Song by Billy Joel

from the album Turnstiles
- Released: 1976
- Studio: Ultra Sonic Studio, Hempstead, New York
- Genre: Progressive rock, pop
- Length: 5:17
- Label: Columbia
- Songwriter: Billy Joel
- Producer: Billy Joel

= Prelude/Angry Young Man =

Prelude/Angry Young Man is a song by the American singer-songwriter Billy Joel, released in 1976 as a track on his fourth album Turnstiles. Joel wrote and produced the song himself, recording it with his band at Ultra Sonic Studios in Hempstead, New York. Although never issued as a single, it became one of Joel's most popular fan favorites and a staple of his live concerts.

Live versions of the song appear on several concert albums, including Kohuept (1987), 2000 Years: The Millennium Concert (2000), and 12 Gardens Live (2006). A version was also included on Live at Shea Stadium: The Concert (2011). The song was also featured in the Broadway musical Movin' Out (2002).

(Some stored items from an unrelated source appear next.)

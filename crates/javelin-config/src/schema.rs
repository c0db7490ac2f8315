use schemars::schema::RootSchema;
use schemars::schema_for;

use crate::JavelinConfig;

/// JSON schema for `javelin.toml`, for editor validation.
pub fn json_schema() -> RootSchema {
    schema_for!(JavelinConfig)
}

pub fn json_schema_string() -> Result<String, serde_json::Error> {
    serde_json::to_string_pretty(&json_schema())
}
use std::fmt;

use crate::{TypeEnv, TypeKind, TypeMirror, WildcardBound};

/// Java-like rendering of a type, resolving names through an environment.
pub struct TypeDisplay<'a> {
    env: &'a dyn TypeEnv,
    ty: &'a TypeMirror,
}

impl TypeMirror {
    /// e.g. `java.util.List<? extends java.lang.Number>`, `CAP#1`, `int[]`.
    pub fn display<'a>(&'a self, env: &'a dyn TypeEnv) -> TypeDisplay<'a> {
        TypeDisplay { env, ty: self }
    }
}

impl TypeDisplay<'_> {
    fn write(&self, f: &mut fmt::Formatter<'_>, ty: &TypeMirror) -> fmt::Result {
        match ty.kind() {
            TypeKind::Primitive(kind) => write!(f, "{kind}"),
            TypeKind::Class(class) => {
                let name = self.env.class_name(class.symbol).unwrap_or("<unresolved>");
                match &class.enclosing {
                    Some(outer) => {
                        self.write(f, outer)?;
                        let simple = name.rsplit(|c: char| c == '.' || c == '$').next().unwrap_or(name);
                        write!(f, ".{simple}")?;
                    }
                    None => f.write_str(name)?,
                }
                if !class.args.is_empty() {
                    f.write_str("<")?;
                    self.write_list(f, &class.args, ", ")?;
                    f.write_str(">")?;
                }
                Ok(())
            }
            TypeKind::Array(component) => {
                self.write(f, component)?;
                f.write_str("[]")
            }
            TypeKind::Wildcard(WildcardBound::Unbounded) => f.write_str("?"),
            TypeKind::Wildcard(WildcardBound::Extends(upper)) => {
                f.write_str("? extends ")?;
                self.write(f, upper)
            }
            TypeKind::Wildcard(WildcardBound::Super(lower)) => {
                f.write_str("? super ")?;
                self.write(f, lower)
            }
            TypeKind::Intersection(members) => self.write_list(f, members, " & "),
            TypeKind::TypeVar(var) => {
                f.write_str(self.env.type_var_name(*var).unwrap_or("<unresolved type variable>"))
            }
            TypeKind::Null => f.write_str("null"),
            TypeKind::Unknown => f.write_str("<unknown>"),
        }
    }

    fn write_list(&self, f: &mut fmt::Formatter<'_>, types: &[TypeMirror], sep: &str) -> fmt::Result {
        for (idx, ty) in types.iter().enumerate() {
            if idx > 0 {
                f.write_str(sep)?;
            }
            self.write(f, ty)?;
        }
        Ok(())
    }
}

impl fmt::Display for TypeDisplay<'_> {
    fn fmt(&self, f: &mut fmt::Formatter<'_>) -> fmt::Result {
        self.write(f, self.ty)
    }
}
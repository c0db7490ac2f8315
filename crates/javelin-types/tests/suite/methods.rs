use javelin_types::{
    stream_methods, MethodSig, Substitution, TyContext, TypeEnv, TypeMirror, TypeParamSymbol,
    TypeSystem,
};
use pretty_assertions::assert_eq;

use super::fixtures::{class, declare_bounded_class, raw};

fn names(sigs: &[MethodSig]) -> Vec<&str> {
    sigs.iter().map(|sig| sig.name.as_str()).collect()
}

#[test]
fn subtype_methods_come_first_and_overrides_are_skipped() {
    let ts = TypeSystem::with_minimal_jdk();
    let array_list = class(&ts, "java.util.ArrayList");
    let ty = ts
        .class_type(array_list, vec![raw(&ts, "java.lang.String")])
        .unwrap();

    let sigs: Vec<MethodSig> = ty.stream_methods(&ts, |_| true).collect();
    assert_eq!(
        names(&sigs),
        vec![
            "get", "add", "size", "equals", "hashCode", "toString", "set", "isEmpty", "iterator"
        ]
    );
}

#[test]
fn streams_restart_from_the_beginning() {
    let ts = TypeSystem::with_minimal_jdk();
    let list = class(&ts, "java.util.List");
    let ty = ts
        .class_type(list, vec![raw(&ts, "java.lang.Integer")])
        .unwrap();

    let first: Vec<MethodSig> = stream_methods(&ts, &ty, |_| true).collect();
    let second: Vec<MethodSig> = stream_methods(&ts, &ty, |_| true).collect();
    assert_eq!(first, second);

    let mut stream = stream_methods(&ts, &ty, |_| true);
    stream.next();
    let forked: Vec<MethodSig> = stream.clone().collect();
    assert_eq!(forked, stream.collect::<Vec<_>>());
}

#[test]
fn streams_are_lazy() {
    let ts = TypeSystem::with_minimal_jdk();
    let array_list = class(&ts, "java.util.ArrayList");
    let ty = ts
        .class_type(array_list, vec![raw(&ts, "java.lang.String")])
        .unwrap();

    let mut inspected = 0;
    let first = ty
        .stream_methods(&ts, |_| {
            inspected += 1;
            true
        })
        .next();
    assert_eq!(first.map(|sig| sig.name), Some("get".to_string()));
    assert_eq!(inspected, 1);
}

#[test]
fn inherited_signatures_are_substituted() {
    let ts = TypeSystem::with_minimal_jdk();
    let array_list = class(&ts, "java.util.ArrayList");
    let list = class(&ts, "java.util.List");
    let string = raw(&ts, "java.lang.String");
    let int = ts.primitive(javelin_types::PrimitiveKind::Int);
    let ty = ts.class_type(array_list, vec![string.clone()]).unwrap();

    let set = ty
        .stream_methods(&ts, |m| m.name() == "set")
        .next()
        .expect("List declares set");
    assert_eq!(set.declaring_type, ts.class_type(list, vec![string.clone()]).unwrap());
    assert_eq!(set.params, vec![int, string.clone()]);
    assert_eq!(set.return_type, string);
    assert!(set.is_abstract);
}

#[test]
fn type_variables_expose_methods_of_their_bound() {
    let mut ts = TypeSystem::with_minimal_jdk();
    let list = class(&ts, "java.util.List");
    let string = raw(&ts, "java.lang.String");
    let (_, t) = declare_bounded_class(&mut ts, "com.example.Holder", |ts, _, _| {
        ts.class_type(list, vec![raw(ts, "java.lang.String")]).unwrap()
    });

    let get = TypeMirror::from(t)
        .stream_methods(&ts, |m| m.name() == "get")
        .next()
        .expect("bound declares get");
    assert_eq!(get.return_type, string);
}

#[test]
fn f_bounded_variables_see_enum_methods() {
    let ts = TypeSystem::with_minimal_jdk();
    let enum_ = class(&ts, "java.lang.Enum");
    let e = ts.class(enum_).unwrap().type_params[0];

    let sigs: Vec<MethodSig> = TypeMirror::from(e)
        .stream_methods(&ts, |m| m.name() == "ordinal" || m.name() == "compareTo")
        .collect();
    assert_eq!(names(&sigs), vec!["ordinal", "compareTo"]);
    assert_eq!(sigs[1].params, vec![TypeMirror::from(e)]);
}

#[test]
fn intersections_stream_every_member() {
    let ts = TypeSystem::with_minimal_jdk();
    let comparable = class(&ts, "java.lang.Comparable");
    let integer = raw(&ts, "java.lang.Integer");
    let ty = ts
        .intersection(vec![
            raw(&ts, "java.lang.Number"),
            ts.class_type(comparable, vec![integer.clone()]).unwrap(),
        ])
        .unwrap();

    let sigs: Vec<MethodSig> = ty
        .stream_methods(&ts, |m| m.name() == "intValue" || m.name() == "compareTo")
        .collect();
    assert_eq!(names(&sigs), vec!["intValue", "compareTo"]);
    assert_eq!(sigs[1].params, vec![integer]);
}

#[test]
fn captured_receivers_return_capture_variables() {
    let ts = TypeSystem::with_minimal_jdk();
    let list = class(&ts, "java.util.List");
    let ty = ts
        .class_type(list, vec![ts.wildcard_extends(raw(&ts, "java.lang.Number"))])
        .unwrap();

    let mut cx = TyContext::new(&ts);
    let receiver = cx.capture_conversion(&ty);
    let cap = receiver.as_class().unwrap().args[0].clone();
    let get = receiver
        .stream_methods(&cx, |m| m.name() == "get")
        .next()
        .expect("List declares get");
    assert_eq!(get.return_type, cap);
    assert_eq!(get.return_type.display(&cx).to_string(), "CAP#1");
}

#[test]
fn generic_methods_keep_their_own_parameters() {
    let ts = TypeSystem::with_minimal_jdk();
    let function = class(&ts, "java.util.function.Function");
    let string = raw(&ts, "java.lang.String");
    let integer = raw(&ts, "java.lang.Integer");
    let long = raw(&ts, "java.lang.Long");
    let ty = ts
        .class_type(function, vec![string.clone(), integer.clone()])
        .unwrap();

    let and_then = ty
        .stream_methods(&ts, |m| m.name() == "andThen")
        .next()
        .expect("Function declares andThen");
    assert_eq!(and_then.type_params.len(), 1);
    let v = and_then.type_params[0];
    assert_eq!(
        v.symbol(),
        Some(TypeParamSymbol::of_method(and_then.symbol, 0))
    );
    assert_eq!(
        and_then.params[0].display(&ts).to_string(),
        "java.util.function.Function<? super java.lang.Integer, ? extends V>"
    );

    let instantiated = and_then.subst(&Substitution::from_pairs(&[v], &[long.clone()]));
    assert_eq!(
        instantiated.return_type,
        ts.class_type(function, vec![string, long]).unwrap()
    );
}

#[test]
fn arrays_have_object_methods() {
    let ts = TypeSystem::with_minimal_jdk();
    let strings = ts.array(raw(&ts, "java.lang.String"));

    let sigs: Vec<MethodSig> = strings.stream_methods(&ts, |_| true).collect();
    assert_eq!(names(&sigs), vec!["equals", "hashCode", "toString"]);
}

#[test]
fn cyclic_bounds_yield_no_methods() {
    let mut ts = TypeSystem::with_minimal_jdk();
    let holder = ts.intern_class_id("com.example.Cycle");
    let t = ts.declare_type_param(TypeParamSymbol::of_class(holder, 0), "T");
    let u = ts.declare_type_param(TypeParamSymbol::of_class(holder, 1), "U");
    ts.set_type_param_bound(t, TypeMirror::from(u)).unwrap();
    ts.set_type_param_bound(u, TypeMirror::from(t)).unwrap();

    assert_eq!(TypeMirror::from(t).stream_methods(&ts, |_| true).count(), 0);
}
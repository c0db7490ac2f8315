mod concurrency;
mod fixtures;
mod methods;
mod registry_clone;
mod type_vars;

== Composition and structure ==
"Prelude/Angry Young Man" is divided into two sections. The first, "Prelude", is a high-speed instrumental introduction lasting approximately 1 minute and 43 seconds. Joel performs a rapid-fire piano riff intended to emulate the iconic drum pattern from the Surfaris' 1963 surf hit "Wipe Out".

The "Prelude" transitions through several musical styles including Aaron Copland-style Americana, funk, and a Western shuffle. This leads into the vocal section, "Angry Young Man", which maintains an upbeat tempo and syncopated phrasing. The arrangement features drums, electric guitar, and harmonica, building to a reprise of the opening piano figure.

== Lyrics and themes ==
Lyrically, "Angry Young Man" satirizes a self-righteous, idealistic youth who, in his unrelenting struggle for causes, becomes increasingly isolated. The narrator juxtaposes this youthful indignation with a more resigned adult viewpoint, suggesting either that he once was the angry young man or has known many like him:

"He refuses to bend, he refuses to crawl / And he's always at home with his back to the wall..."

"I believe I've passed the age of consciousness and righteous rage / I found that just surviving was a noble fight..."

The tone of the song is often interpreted as cynical or critical. Some critics, such as Robert Christgau, found the song's stance to be "obnoxious" and symptomatic of Joel's "anti-idealism". Others view it as a self-aware reflection on the disillusionment of growing older.

== Live performances ==
"Prelude/Angry Young Man" has become a hallmark of Joel's live shows. According to Joel, the opening moments of a concert are when his hands are at their freshest and his energy is at its peak, which is essential for executing the prelude passage. Attempting it later in the show, after the physical demands of other songs, would risk compromising the accuracy and momentum required.

During his 2006 12-night residency at Madison Square Garden, he opened every show with the piece.

Joel often adapts live renditions by extending the introduction or emphasizing lyrical elements. In his 1999 New Year's Eve concert at Madison Square Garden, he included a 40-second solo piano improvisation before beginning the piece.

== Legacy and media appearances ==
Beyond its place in Joel's discography, the instrumental "Prelude" has been used in various media. It served as the theme for the German television talk show Live (1988–96) and for Grampian Television's program Summer at Six in the early 1980s. It is also commonly played during stoppages at New York Knicks home games at Madison Square Garden.

The song was featured in the musical Movin' Out, where its instrumental and lyrical elements underscored scenes of frustration and post-war disillusionment.

== In Rock Band ==
"Prelude/Angry Young Man" was released as downloadable content for the Rock Band 3 platform on March 22, 2011. It was part of the "Billy Joel Piano Challenge" song pack and includes support for Pro Guitar, Pro Bass, and Pro Keyboard modes.